As modern science developed in the West and the nature of matter was gradually uncovered, a few scientists sought scientific evidence for the nature of the living force. After Newton had published his laws of mechanics, optics, and gravity, he spent many years looking for the source of life in alchemic experiments. His search was not irrational, given the knowledge of the day. Newtonian physics provided no basis for the complexity that is necessary for any purely material theory of life or mind. This would require quantum physics. Furthermore, Newtonian gravity had an occult quality about it, with its invisible action at a distance. Gravity seemed to be transmitted across space with no intervening matter evident. Perhaps the forces of life and thought had similar immaterial properties. Still, Newton and others who followed the same trail never managed to uncover a signal for a special substance of spirit or life.
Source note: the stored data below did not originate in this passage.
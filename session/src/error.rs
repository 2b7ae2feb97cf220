//! Session error types.

use thiserror::Error;

/// Session errors.
///
/// Parse and dispatch errors are reported per cycle and never end the
/// session. Console errors do.
#[derive(Debug, Error)]
pub enum SessionError {
    /// Statement text could not be classified.
    #[error(transparent)]
    Parse(#[from] tabula_parser::ParseError),

    /// Backend rejected the statement or could not be reached.
    #[error(transparent)]
    Dispatch(#[from] tabula_client::ChainError),

    /// Statement kind has no backend operation.
    #[error("cannot dispatch {kind} statement")]
    NotDispatchable { kind: String },

    /// Result could not be rendered.
    #[error("render error: {0}")]
    Render(#[from] serde_json::Error),

    /// Reading input or writing output failed.
    #[error("console error: {0}")]
    Console(#[from] std::io::Error),
}

impl SessionError {
    pub fn not_dispatchable(kind: impl Into<String>) -> Self {
        Self::NotDispatchable { kind: kind.into() }
    }
}

/// Result type for session operations.
pub type SessionResult<T> = Result<T, SessionError>;
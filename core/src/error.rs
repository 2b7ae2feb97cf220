//! Core error types.

use thiserror::Error;

/// Errors raised while validating core identifiers.
#[derive(Debug, Clone, PartialEq, Eq, Error)]
pub enum CoreError {
    /// Text is not a canonical `{prefix}_{chainId}_{tableId}` name.
    #[error("invalid table name '{name}': expected {{prefix}}_{{chainId}}_{{tableId}}")]
    InvalidTableName { name: String },

    /// Alias key contains characters other than letters, digits or underscores.
    #[error("invalid alias key '{key}': only letters, digits or underscores are allowed")]
    InvalidAliasKey { key: String },

    /// Chain name is not in the supported set.
    #[error("unsupported chain '{name}' (see `chains` command for details)")]
    UnsupportedChain { name: String },

    /// Output format name is unknown.
    #[error("unknown output format '{name}': expected one of raw, objects, pretty")]
    UnknownFormat { name: String },
}

impl CoreError {
    pub fn invalid_table_name(name: impl Into<String>) -> Self {
        Self::InvalidTableName { name: name.into() }
    }

    pub fn invalid_alias_key(key: impl Into<String>) -> Self {
        Self::InvalidAliasKey { key: key.into() }
    }

    pub fn unsupported_chain(name: impl Into<String>) -> Self {
        Self::UnsupportedChain { name: name.into() }
    }
}

/// Result type for core operations.
pub type CoreResult<T> = Result<T, CoreError>;
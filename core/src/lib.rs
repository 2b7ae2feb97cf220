//! Tabula Core Types
//!
//! This crate provides the foundational types shared by every Tabula component:
//! - Canonical table names (`{prefix}_{chainId}_{tableId}`)
//! - Cell values and row sets returned by reads
//! - Transaction receipts returned by writes and creates
//! - Supported chains and output formats
//! - Common error types and user-facing messages

mod chain;
mod error;
mod format;
pub mod messages;
mod name;
mod receipt;
mod rows;
mod value;

pub use chain::*;
pub use error::*;
pub use format::*;
pub use name::*;
pub use receipt::*;
pub use rows::*;
pub use value::*;
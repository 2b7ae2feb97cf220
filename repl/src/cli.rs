//! Command-line flags.

use std::path::PathBuf;

use clap::{Parser, Subcommand};
use tabula_core::OutputFormat;

#[derive(Debug, Parser)]
#[command(name = "tabula", version)]
#[command(about = "Interactive SQL console for chain-backed tables")]
pub struct Cli {
    #[command(subcommand)]
    pub command: Option<Command>,

    /// Chain to connect to (see `tabula chains`)
    #[arg(long, global = true, env = "TABULA_CHAIN")]
    pub chain: Option<String>,

    /// Gateway base URL, overriding the chain's default
    #[arg(long, global = true, env = "TABULA_BASE_URL")]
    pub base_url: Option<String>,

    /// Path to a TOML config file
    #[arg(long, global = true, env = "TABULA_CONFIG")]
    pub config: Option<PathBuf>,

    /// Output format: raw, objects or pretty
    #[arg(long, global = true)]
    pub format: Option<OutputFormat>,

    /// Use an in-memory table store instead of the network
    #[arg(long, global = true)]
    pub offline: bool,

    /// Debug logging on stderr
    #[arg(short, long, global = true)]
    pub verbose: bool,
}

#[derive(Debug, Clone, PartialEq, Eq, Subcommand)]
pub enum Command {
    /// Start the console, optionally running one statement first
    Shell {
        /// Statement to run before the first prompt
        statement: Option<String>,
    },

    /// List supported chains
    Chains,
}

impl Cli {
    /// The subcommand to run; a bare `tabula` opens the console.
    pub fn command(&self) -> Command {
        self.command
            .clone()
            .unwrap_or(Command::Shell { statement: None })
    }
}
//! Session configuration.

use tabula_core::OutputFormat;

pub const DEFAULT_PROMPT: &str = "tabula> ";
pub const DEFAULT_CONTINUATION: &str = "   ...> ";

/// Settings fixed for the lifetime of one session.
#[derive(Debug, Clone, PartialEq, Eq)]
pub struct SessionConfig {
    /// Output shape for read results.
    pub format: OutputFormat,
    /// Whether a person is at the keyboard. Batch sessions print no
    /// banner and no prompts.
    pub interactive: bool,
    pub prompt: String,
    pub continuation: String,
}

impl SessionConfig {
    pub fn batch() -> Self {
        Self {
            interactive: false,
            ..Self::default()
        }
    }

    pub fn with_format(mut self, format: OutputFormat) -> Self {
        self.format = format;
        self
    }

    pub fn with_interactive(mut self, interactive: bool) -> Self {
        self.interactive = interactive;
        self
    }
}

impl Default for SessionConfig {
    fn default() -> Self {
        Self {
            format: OutputFormat::default(),
            interactive: true,
            prompt: DEFAULT_PROMPT.to_string(),
            continuation: DEFAULT_CONTINUATION.to_string(),
        }
    }
}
In the eighteenth century, Anton Mesmer imagined that magnetism was the universal living force and treated patients for a wide variety of ills with magnets, a therapy still being promoted today. He believed that a force called "animal magnetism" resided in the human body and could be directed into other bodies. Indeed, patients would exhibit violent reactions when Mesmer directed his energy toward them by pointing his finger, until the flow of "nervous current" would re-balance the patient's energies (Ball 1998). Today, "mesmerism" has become associated with hypnosis and disconnected from animal magnetism or other notions of a living force, but Mesmer's ideas have survived in various modern "holistic" theories that contradict science.

In the late nineteenth century, prominent scientists including William Crookes and Oliver Lodge sought scientific evidence for what they called the "psychic force" that they believed was responsible for the mysterious powers of the mind being exhibited by the mediums and spiritualist hucksters of the day. They thought it might be connected with the electromagnetic "aether waves" that had just been discovered and were being put to amazing use. If wireless telegraphy was possible, why not wireless telepathy? This was a reasonable question at the time. However, while wireless telegraphy thrived, wireless telepathy made no progress in the full century of uncorroborated experiments in "parapsychology" that followed (Stenger 1990).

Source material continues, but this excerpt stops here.